FAA DETER Program Lets First-Time Drone Violators Trade Appeal Rights For Smaller Fines

The Federal Aviation Administration announced a new drone enforcement program on April 16, 2026, that offers first-time individual violators reduced civil penalties or shorter certificate suspensions in exchange for admitting liability and surrendering their right to appeal. The Drone Expedited and Targeted Enforcement Response program, known as DETER, was published in a press release the same day it hit the Federal Register as a final enforcement policy, effective April 17.

DETER implements President Donald Trump’s June 6, 2025 Executive Order on Restoring American Airspace Sovereignty, which directed the FAA to toughen enforcement against unauthorized drone operations. The agency followed that order with a January 21, 2026 compliance and enforcement bulletin requiring legal action against drone flights that endanger the public, violate airspace restrictions, or further a crime. Routine compliance counseling, the FAA’s default tool for careless violations until this year, is no longer available for most drone cases.

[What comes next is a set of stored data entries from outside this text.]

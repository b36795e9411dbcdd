//! Domain-specific curve wrappers.
//!
//! These wrappers provide semantic operations on top of any `TermStructure`:
//!
//! - [`RateCurve`]: Interest rate operations (discount, zero, forward)
//! - [`CreditCurve`]: Credit operations (survival, hazard, spread)
//!
//! # Dynamic Dispatch
//!
//! For scenarios requiring trait objects (e.g., heterogeneous curve collections),
//! use [`RateCurveDyn`] which provides an object-safe interface.

mod credit_curve;
mod rate_curve;

pub use credit_curve::CreditCurve;
pub use rate_curve::RateCurve;

use cds_core::types::Date;

use crate::compounding::Compounding;
use crate::error::CurveResult;
use crate::term_structure::TermStructure;

// ============================================================================
// Object-Safe Rate Curve Trait
// ============================================================================

/// Object-safe trait for rate curves.
///
/// This trait enables dynamic dispatch for rate curves, useful when you need
/// to store heterogeneous curves in collections or pass curves across API
/// boundaries without generics.
///
/// # Example
///
/// ```rust,ignore
/// use cds_curves::{RateCurve, RateCurveDyn, DiscreteCurve};
/// use std::sync::Arc;
///
/// fn price_bond(curve: &dyn RateCurveDyn, ...) -> f64 {
///     let df = curve.discount_factor(1.0)?;
///     // ...
/// }
///
/// let curve: Arc<dyn RateCurveDyn> = Arc::new(RateCurve::new(discrete_curve));
/// ```
pub trait RateCurveDyn: Send + Sync {
    /// Returns the discount factor for a given tenor in years.
    fn discount_factor(&self, t: f64) -> CurveResult<f64>;

    /// Returns the zero rate for a given tenor with specified compounding.
    fn zero_rate(&self, t: f64, compounding: Compounding) -> CurveResult<f64>;

    /// Returns the forward rate between two tenors (continuously compounded).
    fn forward_rate(&self, t1: f64, t2: f64) -> CurveResult<f64>;

    /// Returns the instantaneous forward rate at a tenor.
    fn instantaneous_forward(&self, t: f64) -> CurveResult<f64>;

    /// Returns the reference date of the curve.
    fn reference_date(&self) -> Date;

    /// Returns the maximum date for which the curve is defined.
    fn max_date(&self) -> Date;
}

// Implement RateCurveDyn for RateCurve<T>
impl<T: TermStructure> RateCurveDyn for RateCurve<T> {
    fn discount_factor(&self, t: f64) -> CurveResult<f64> {
        self.discount_factor_at_tenor(t)
    }

    fn zero_rate(&self, t: f64, compounding: Compounding) -> CurveResult<f64> {
        self.zero_rate_at_tenor(t, compounding)
    }

    fn forward_rate(&self, t1: f64, t2: f64) -> CurveResult<f64> {
        self.forward_rate_at_tenors(t1, t2, Compounding::Continuous)
    }

    fn instantaneous_forward(&self, t: f64) -> CurveResult<f64> {
        self.instantaneous_forward_at_tenor(t)
    }

    fn reference_date(&self) -> Date {
        RateCurve::reference_date(self)
    }

    fn max_date(&self) -> Date {
        self.inner().max_date()
    }
}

The Federal Register filing, published April 17 and cited as 91 FR 20578, runs two pages and carries the signature of FAA Chief Counsel Liam McKenna. That is the same name on the February 6 enforcement announcement the agency dropped the day before Super Bowl LX kicked off in Santa Clara.

The DETER Process Gives Operators 10 Days To Sign Away Their Rights

Under DETER, FAA Flight Standards investigators open a case and produce an Enforcement Investigation Report. Eligible operators receive a formal notice of violation by FedEx and from the UASNotice@faa.gov mailbox, listing the EIR number, investigator name, date and location of the violation, the specific 14 CFR provision broken, and the proposed penalty or remedial action. The operator then has 10 days to sign the acknowledgment, pay the reduced civil penalty through pay.gov, complete any required remedial training, and, if certificated, mail in their Part 107 remote pilot certificate.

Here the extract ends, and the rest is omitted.